Utah sits in the Tenth Circuit alongside Colorado, Kansas, Oklahoma, New Mexico, and Wyoming. While Colorado leads the circuit on AI-specific court regulation (through the AI Act), Utah leads on legal tech innovation policy. For managing partners, Utah represents a unique environment: no court disclosure mandate, but a state actively building the regulatory infrastructure for AI in legal services.


Utah's Office of Legal Services Innovation operates a first-in-the-nation regulatory sandbox that allows non-traditional legal service providers — including AI-powered platforms — to offer legal services under regulated conditions. Launched by the Utah Supreme Court, the sandbox permits entities that wouldn't qualify as traditional law firms to provide legal assistance, including document preparation, legal advice, and representation in certain matters. The sandbox tracks consumer outcomes, complaints, and service quality to evaluate whether these innovations should become permanent. For AI in legal practice, this means Utah is actively testing how AI-powered legal tools perform in real-world conditions under regulatory oversight. No other state has this level of structured experimentation with legal tech.

What Utah Doesn't Have: Court AI Disclosure Rules

Despite its innovation-forward posture, Utah has not enacted a court rule requiring attorneys to disclose AI use in filings. The Utah Supreme Court — which created the regulatory sandbox — hasn't issued an administrative order on AI disclosure for traditional court filings. The Utah State Bar hasn't published a formal ethics opinion on generative AI use by attorneys. No individual judges in Utah's eight judicial districts have issued publicly known AI disclosure standing orders. The sandbox governs legal tech providers; it doesn't create procedural requirements for attorneys filing in Utah courts. This creates an unusual gap: Utah encourages AI innovation through the sandbox while leaving attorney AI use in court filings entirely unregulated.

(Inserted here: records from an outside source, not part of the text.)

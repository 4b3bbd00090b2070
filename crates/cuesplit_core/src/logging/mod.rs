//! Logging infrastructure for cue-splitter.
//!
//! This module provides:
//! - Application-wide `tracing` setup (stderr, optionally a log file)
//! - Per-cuesheet run loggers with file + callback output
//! - Compact mode that keeps tool output in a tail buffer
//!
//! # Example
//!
//! ```no_run
//! use cuesplit_core::logging::{LogConfig, RunLogger};
//!
//! let logger = RunLogger::new("OK Computer", "/path/to/logs", LogConfig::default(), None).unwrap();
//!
//! logger.phase("Extracting tracks");
//! logger.command("ffmpeg -i CDImage.flac ...");
//! logger.progress(3, 12);
//! logger.success("12 tracks written");
//! ```

mod run_logger;
mod types;

use std::path::Path;

pub use run_logger::RunLogger;
pub use types::{LogCallback, LogConfig, LogLevel, MessagePrefix};

use tracing_appender::non_blocking::WorkerGuard;
use tracing_subscriber::{fmt, prelude::*, EnvFilter};

/// Application log file name inside the logs folder.
pub const APP_LOG_FILE: &str = "cue-splitter.log";

/// Install the global subscriber: stderr only.
///
/// `RUST_LOG` wins over `default_level`. Later calls are no-ops.
pub fn init_tracing(default_level: LogLevel) {
    let _ = tracing_subscriber::registry()
        .with(fmt::layer().with_target(false).with_writer(std::io::stderr))
        .with(env_filter(default_level))
        .try_init();
}

/// Install the global subscriber writing to stderr and to
/// `<logs_dir>/cue-splitter.log`.
///
/// Keep the returned guard alive until exit or buffered file lines are lost.
/// Falls back to stderr only (and `None`) when the folder cannot be created.
pub fn init_tracing_with_file(default_level: LogLevel, logs_dir: &Path) -> Option<WorkerGuard> {
    if let Err(e) = std::fs::create_dir_all(logs_dir) {
        init_tracing(default_level);
        tracing::warn!("Cannot create logs folder {}: {}", logs_dir.display(), e);
        return None;
    }

    let appender = tracing_appender::rolling::never(logs_dir, APP_LOG_FILE);
    let (file_writer, guard) = tracing_appender::non_blocking(appender);

    let _ = tracing_subscriber::registry()
        .with(fmt::layer().with_target(false).with_writer(std::io::stderr))
        .with(fmt::layer().with_ansi(false).with_writer(file_writer))
        .with(env_filter(default_level))
        .try_init();

    Some(guard)
}

fn env_filter(default_level: LogLevel) -> EnvFilter {
    EnvFilter::try_from_default_env().unwrap_or_else(|_| EnvFilter::new(default_level.to_string()))
}

#[cfg(test)]
mod tests {
    use super::*;
    use tempfile::tempdir;

    #[test]
    fn file_logging_returns_guard() {
        let dir = tempdir().unwrap();
        let logs = dir.path().join("logs");

        let guard = init_tracing_with_file(LogLevel::Warn, &logs);

        assert!(guard.is_some());
        assert!(logs.is_dir());
    }
}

Tenth Circuit Federal Context

Utah's federal court — the U.S. District Court for the District of Utah — hasn't issued a local rule on AI disclosure. The Tenth Circuit hasn't published circuit-wide AI guidance. Within the circuit, Colorado's AI Act and individual judge orders represent the most aggressive approach. Utah's sandbox represents a different philosophy: fostering innovation rather than imposing disclosure requirements. For Utah federal practitioners, the current landscape is identical to the state court picture — no specific AI requirements, full existing ethics obligations. Monitor the District of Utah's local rules and individual judge preferences.

Utah Ethics Rules and AI Obligations

Utah's Rules of Professional Conduct follow the ABA Model Rules framework. Rule 3.3 (Candor Toward the Tribunal) prohibits false statements of law. Rule 1.1 (Competence) requires attorneys to understand the tools they use. Rule 5.3 (Responsibilities Regarding Nonlawyer Assistance) creates supervisory obligations for AI tool outputs. The Utah State Bar's Office of Professional Conduct enforces these rules. Utah's innovation-friendly stance on legal tech doesn't reduce attorney obligations under these rules — if anything, it raises the standard. A state that actively promotes legal tech innovation has less patience for attorneys who use those tools incompetently.

What Utah's Innovation Model Means for Firms

Utah's regulatory sandbox creates opportunities that don't exist in other states. Firms can partner with sandbox-approved legal tech providers to offer AI-enhanced services under regulatory oversight. This provides both legal cover and quality assurance that AI tools used through the sandbox have been vetted. But the sandbox doesn't replace internal AI governance. First, implement citation verification protocols for any AI-generated legal content. Second, evaluate whether sandbox-approved providers offer tools that fit your practice needs — these providers operate under regulatory scrutiny that standalone AI tools don't face. Third, document your AI workflows and verification procedures. Fourth, monitor the Utah Supreme Court's sandbox reports and administrative orders for developments. Fifth, treat Utah's innovation posture as an advantage: you're in a state that's building the regulatory infrastructure other states will eventually copy. Get ahead of it.

The Bottom Line: Utah has no court AI disclosure rule, but it operates the country's only regulatory sandbox for legal tech innovation — a framework that positions Utah as the most forward-thinking state on AI in legal services. The sandbox governs legal tech providers, not attorney court filings. Utah's existing ethics rules still apply to all AI use in litigation. Build verification protocols around existing obligations and explore sandbox-approved tools as a compliance advantage other states don't offer.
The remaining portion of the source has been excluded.